Poems and video used with permission of the author.


Zach Linge: Hi and welcome and thank you so much for agreeing to speak with me about Maps and Transcripts!


Kathryn Cowles: Happy to do it. Happy to be here.


ZL: I think a good place to start would be to acknowledge the occasion upon which this book was published. A book that attempts to make some sort of sense of, or at least ascribe language to, physical happenings and objects in the world was released at a time of pandemic. This is your second book, so I imagine you have experience with publishing outside of global crisis. I’m wondering if we could learn a bit about what it's been like to go on this journey at this moment.


KC: Yeah! You know, I had a big book tour planned. I'm a pretty shy person, so it was really hard for me to make all the arrangements, and make all the plans, and offer my services to people's classrooms, and say I was going to be “happy to come read at your school.” That sort of self-promotion does not come naturally to me at all, but I did it because I really, really wanted to get behind the book and do everything I could for it.

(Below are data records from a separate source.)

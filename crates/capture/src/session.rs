//! The event sink and action aggregator.
//!
//! A [`CaptureSession`] owns one session's [`Ledger`] together with the
//! correlation state needed to match `tool_end` events back to the records
//! their `tool_start` created, across arbitrary interleaving of starts and
//! ends for distinct ids (the runtime may run tools in parallel; the only
//! per-id guarantee is start before end). Records always surface in start
//! order, so parallel executions render in a stable sequence regardless of
//! which finishes first.

use std::collections::{HashMap, HashSet};

use chrono::{DateTime, Utc};
use serde_json::{Map, Value};
use tracing::{debug, warn};

use actiontrail_core::{ActionRecord, Ledger, LedgerSnapshot};
use actiontrail_runtime_config::CaptureConfig;

use crate::categorize::categorize;
use crate::event::{AgentEvent, MessageBlock};

/// Counters for events the pipeline tolerated instead of raising.
#[derive(Debug, Clone, Copy, Default, PartialEq, Eq)]
pub struct CaptureDiagnostics {
    /// Recognized event kinds dropped for a missing/mistyped field.
    pub malformed_events: u64,
    /// Replayed `tool_start`s for an id already seen.
    pub duplicate_starts: u64,
    /// Replayed `tool_end`s for an already-terminal record.
    pub duplicate_ends: u64,
    /// `tool_end`s with no matching start (record was synthesized).
    pub orphan_ends: u64,
}

/// Where a record landed in the ledger, keyed by correlation id.
#[derive(Debug, Clone, Copy)]
struct ActionSlot {
    turn_index: u64,
    slot: usize,
}

/// Session-scoped capture state: event sink, aggregator, reasoning
/// tracker, and snapshot provider in one owned object.
///
/// Single logical writer, synchronous handlers, nothing here blocks or
/// suspends. Callers that deliver events from multiple threads must
/// serialize delivery before it reaches the sink.
#[derive(Debug)]
pub struct CaptureSession {
    ledger: Ledger,
    config: CaptureConfig,
    builtin: HashSet<String>,
    slots: HashMap<String, ActionSlot>,
    start_seq: u64,
    diagnostics: CaptureDiagnostics,
}

impl Default for CaptureSession {
    fn default() -> Self {
        Self::new(CaptureConfig::default())
    }
}

impl CaptureSession {
    pub fn new(config: CaptureConfig) -> Self {
        let builtin = config.tools.builtin.iter().cloned().collect();
        Self {
            ledger: Ledger::new(),
            config,
            builtin,
            slots: HashMap::new(),
            start_seq: 0,
            diagnostics: CaptureDiagnostics::default(),
        }
    }

    pub fn ledger(&self) -> &Ledger {
        &self.ledger
    }

    pub fn diagnostics(&self) -> CaptureDiagnostics {
        self.diagnostics
    }

    /// Owned, render-ready view of the ledger plus derived statistics.
    pub fn snapshot(&self) -> LedgerSnapshot {
        LedgerSnapshot::of(&self.ledger)
    }

    /// Decode a raw runtime payload and dispatch it.
    ///
    /// A recognized kind with a bad payload is dropped and counted; this
    /// never fails back into the runtime.
    pub fn handle_raw(&mut self, value: Value) {
        match AgentEvent::from_value(value) {
            Ok(event) => self.handle_event(event),
            Err(err) => {
                self.diagnostics.malformed_events += 1;
                debug!(error = %err, "dropping malformed agent event");
            }
        }
    }

    /// Dispatch one event, synchronously, in arrival order.
    pub fn handle_event(&mut self, event: AgentEvent) {
        match event {
            AgentEvent::UserMessageStart => {
                self.ledger.start_turn();
            }
            AgentEvent::ToolStart {
                id,
                name,
                input,
                timestamp,
                server_origin,
            } => self.on_tool_start(id, name, input, timestamp, server_origin),
            AgentEvent::ToolEnd {
                id,
                output,
                success,
                timestamp,
            } => self.on_tool_end(id, output, success, timestamp),
            AgentEvent::ReasoningDelta { text } => {
                if self.config.capture.reasoning {
                    self.ledger.append_reasoning(&text);
                }
            }
            // plain chat text belongs to the renderer, not the ledger
            AgentEvent::TextDelta { .. } => {}
            AgentEvent::TurnEnd => self.ledger.close_open_turn(),
            AgentEvent::Message { content } => {
                for block in content {
                    match block {
                        MessageBlock::ToolUse { id, name, input } => {
                            self.on_tool_start(id, name, input, Utc::now(), false)
                        }
                        MessageBlock::ToolResult { id, success, content } => {
                            self.on_tool_end(id, content, success, Utc::now())
                        }
                        MessageBlock::Other => {}
                    }
                }
            }
            AgentEvent::Other => {}
        }
    }

    fn on_tool_start(
        &mut self,
        id: Option<String>,
        name: String,
        input: Map<String, Value>,
        timestamp: DateTime<Utc>,
        server_origin: bool,
    ) {
        self.start_seq += 1;
        let id = match id.filter(|id| !id.is_empty()) {
            Some(id) => id,
            None => format!("{name}#{}", self.start_seq),
        };
        if self.slots.contains_key(&id) {
            // the runtime is the sole producer; a repeat is a replay
            self.diagnostics.duplicate_starts += 1;
            debug!(%id, tool = %name, "ignoring replayed tool_start");
            return;
        }
        let category = categorize(&name, server_origin, &self.builtin);
        let record = ActionRecord::pending(id.clone(), name, category, input, timestamp);
        let (turn_index, slot) = self.ledger.attach(record);
        self.slots.insert(id, ActionSlot { turn_index, slot });
    }

    fn on_tool_end(&mut self, id: String, output: Value, success: bool, timestamp: DateTime<Utc>) {
        if let Some(at) = self.slots.get(&id).copied() {
            // a slow tool may finish after its turn closed; the record is
            // finalized in the turn it started in, not the open one
            if let Some(record) = self.ledger.action_mut(at.turn_index, at.slot) {
                if !record.finalize(output, success, timestamp) {
                    self.diagnostics.duplicate_ends += 1;
                    debug!(%id, "ignoring replayed tool_end");
                }
            }
            return;
        }
        // completion with no matching start (sink attached mid-stream):
        // keep the history complete rather than insist on correlation
        self.diagnostics.orphan_ends += 1;
        warn!(%id, "tool_end with no matching start, synthesizing record");
        let record = ActionRecord::synthesized(id.clone(), output, success, timestamp);
        let (turn_index, slot) = self.ledger.attach(record);
        self.slots.insert(id, ActionSlot { turn_index, slot });
    }

    /// Atomic reset of the ledger and all correlation state. Call between
    /// event dispatches, never during one.
    pub fn clear(&mut self) {
        self.ledger.clear();
        self.slots.clear();
        self.start_seq = 0;
        self.diagnostics = CaptureDiagnostics::default();
    }

    /// Drop oldest closed turns until at most `max_turns` remain, and
    /// forget correlation entries that pointed into them.
    pub fn trim_to(&mut self, max_turns: usize) -> usize {
        let removed = self.ledger.trim_to(max_turns);
        if removed > 0 {
            let first = self.ledger.first_index();
            self.slots.retain(|_, at| at.turn_index >= first);
        }
        removed
    }

    /// Apply the configured retention limit, if one is set.
    pub fn apply_retention(&mut self) -> usize {
        match self.config.retention.max_turns {
            Some(max) => self.trim_to(max as usize),
            None => 0,
        }
    }
}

Then the New York state lockdown happened two days after the book release, before I even had a chance to do a single event, so every single event got canceled. At first, I was just grateful that everyone was okay. We didn't know at the time how it spread, or what we were looking at. I had my kids and my family, and I was just happy that everyone was safe. I didn't even really have a chance to be sad about it so much as to just—it felt surreal. Anyway, getting a book out into the world feels a little surreal and so it was just a different version of surreal.


But an astonishing thing that happened was—you know, a lot of people didn't go to AWP, and I decided not to go because I had this horror story in my mind of getting stranded and not being able to fly back to my kids or something like that—the city of San Antonio going into lockdown. And so I didn't go, but like the online book fair stuff was so cool. Everyone was helping each other and was promoting each other. Everyone was tweeting about “you should read this, here's why, here's what I would be doing if I was at AWP, here's the table I'd be going to.”

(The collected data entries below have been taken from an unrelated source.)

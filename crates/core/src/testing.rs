//! Shared test fixtures, available to dependent crates via the `testing`
//! feature.

use chrono::{Duration, Utc};
use serde_json::{Map, Value};

use crate::ledger::{ActionRecord, ToolCategory};

/// Pending record for `tool_name` with a single `"arg": "value"` input.
pub fn pending_record(id: &str, tool_name: &str) -> ActionRecord {
    let mut input = Map::new();
    input.insert("arg".to_string(), Value::String("value".to_string()));
    ActionRecord::pending(
        id.to_string(),
        tool_name.to_string(),
        ToolCategory::Custom,
        input,
        Utc::now(),
    )
}

/// Terminal record that ran for `duration_ms` milliseconds.
pub fn terminal_record(id: &str, tool_name: &str, success: bool, duration_ms: i64) -> ActionRecord {
    let mut record = pending_record(id, tool_name);
    let ended = record.started_at + Duration::milliseconds(duration_ms);
    record.finalize(Value::String("done".to_string()), success, ended);
    record
}

/// Pending record tagged with an explicit category.
pub fn record_with_category(id: &str, category: ToolCategory) -> ActionRecord {
    let mut record = pending_record(id, "tool");
    record.category = category;
    record
}
//! Summary statistics derived from a [`Ledger`].
//!
//! Always recomputed from the turn sequence on request, never maintained
//! incrementally. Ledger sizes are bounded by a single conversation, so a
//! full pass is cheap, and a single source of truth cannot drift.

use serde::{Deserialize, Serialize};
use std::collections::HashMap;

use crate::ledger::{ActionStatus, Ledger, ToolCategory};

/// Invocation counts split by tool origin.
#[derive(Debug, Clone, Copy, Default, PartialEq, Eq, Serialize, Deserialize)]
pub struct CategoryCounts {
    pub builtin: u64,
    pub mcp: u64,
    pub custom: u64,
}

/// Aggregate view of a ledger, computed by [`summarize`].
#[derive(Debug, Clone, Default, PartialEq, Serialize, Deserialize)]
pub struct ActionSummary {
    pub total_actions: u64,
    pub succeeded: u64,
    pub failed: u64,
    pub pending: u64,
    pub turn_count: u64,
    /// `(tool_name, invocation count)` sorted by count descending.
    pub per_tool_counts: Vec<(String, u64)>,
    pub per_category_counts: CategoryCounts,
    /// `succeeded / (succeeded + failed)`; `None` with no terminal records.
    #[serde(skip_serializing_if = "Option::is_none")]
    pub success_rate: Option<f64>,
    /// Mean duration over terminal records; `None` with no terminal records.
    #[serde(skip_serializing_if = "Option::is_none")]
    pub mean_duration_ms: Option<f64>,
}

/// Compute summary statistics over every action in the ledger.
pub fn summarize(ledger: &Ledger) -> ActionSummary {
    let mut summary = ActionSummary {
        turn_count: ledger.turn_count() as u64,
        ..Default::default()
    };

    let mut tool_counts: HashMap<&str, u64> = HashMap::new();
    let mut duration_sum_ms = 0u64;
    let mut duration_count = 0u64;

    for action in ledger.turns().iter().flat_map(|t| &t.actions) {
        summary.total_actions += 1;
        *tool_counts.entry(action.tool_name.as_str()).or_default() += 1;
        match action.category {
            ToolCategory::Builtin => summary.per_category_counts.builtin += 1,
            ToolCategory::Mcp => summary.per_category_counts.mcp += 1,
            ToolCategory::Custom => summary.per_category_counts.custom += 1,
        }
        match action.status {
            ActionStatus::Pending => summary.pending += 1,
            ActionStatus::Succeeded => summary.succeeded += 1,
            ActionStatus::Failed => summary.failed += 1,
        }
        if let Some(ms) = action.duration_ms {
            duration_sum_ms += ms;
            duration_count += 1;
        }
    }

    let terminal = summary.succeeded + summary.failed;
    if terminal > 0 {
        summary.success_rate = Some(summary.succeeded as f64 / terminal as f64);
    }
    if duration_count > 0 {
        summary.mean_duration_ms = Some(duration_sum_ms as f64 / duration_count as f64);
    }

    let mut per_tool: Vec<(String, u64)> = tool_counts
        .into_iter()
        .map(|(name, count)| (name.to_string(), count))
        .collect();
    per_tool.sort_by(|a, b| b.1.cmp(&a.1).then_with(|| a.0.cmp(&b.0)));
    summary.per_tool_counts = per_tool;

    summary
}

A beautiful thing about the literary community is that so many people deeply sympathized with what it would be like to have a book come out at this time, so that everybody kind of threw their weight in. A lot of people committed to spending as much money as they would have spent at AWP on books, which was a really wonderful thing. That's what I did. I just bought everybody's book online. All the presses gave big discounts. In the midst of this horrible thing, there are all of these strange coming-together moments.


I just had students in my multimedia art class give their end-of-the-semester reading, and usually it's pretty well attended on campus. Because we did it over Zoom, there were all of these parents and friends from all over the country. There's something really gorgeous about our new spaces for coming together that we didn't have before. So, even though a lot of terrible, terrible things have come out of all of this, there have been some exciting and beautiful things to come out of it, too. I think I almost didn't miss the book tour stuff because so, so much wonderful and supportive stuff was happening in the meantime.


ZL: Yeah! So, you were able to get alternative forms of support.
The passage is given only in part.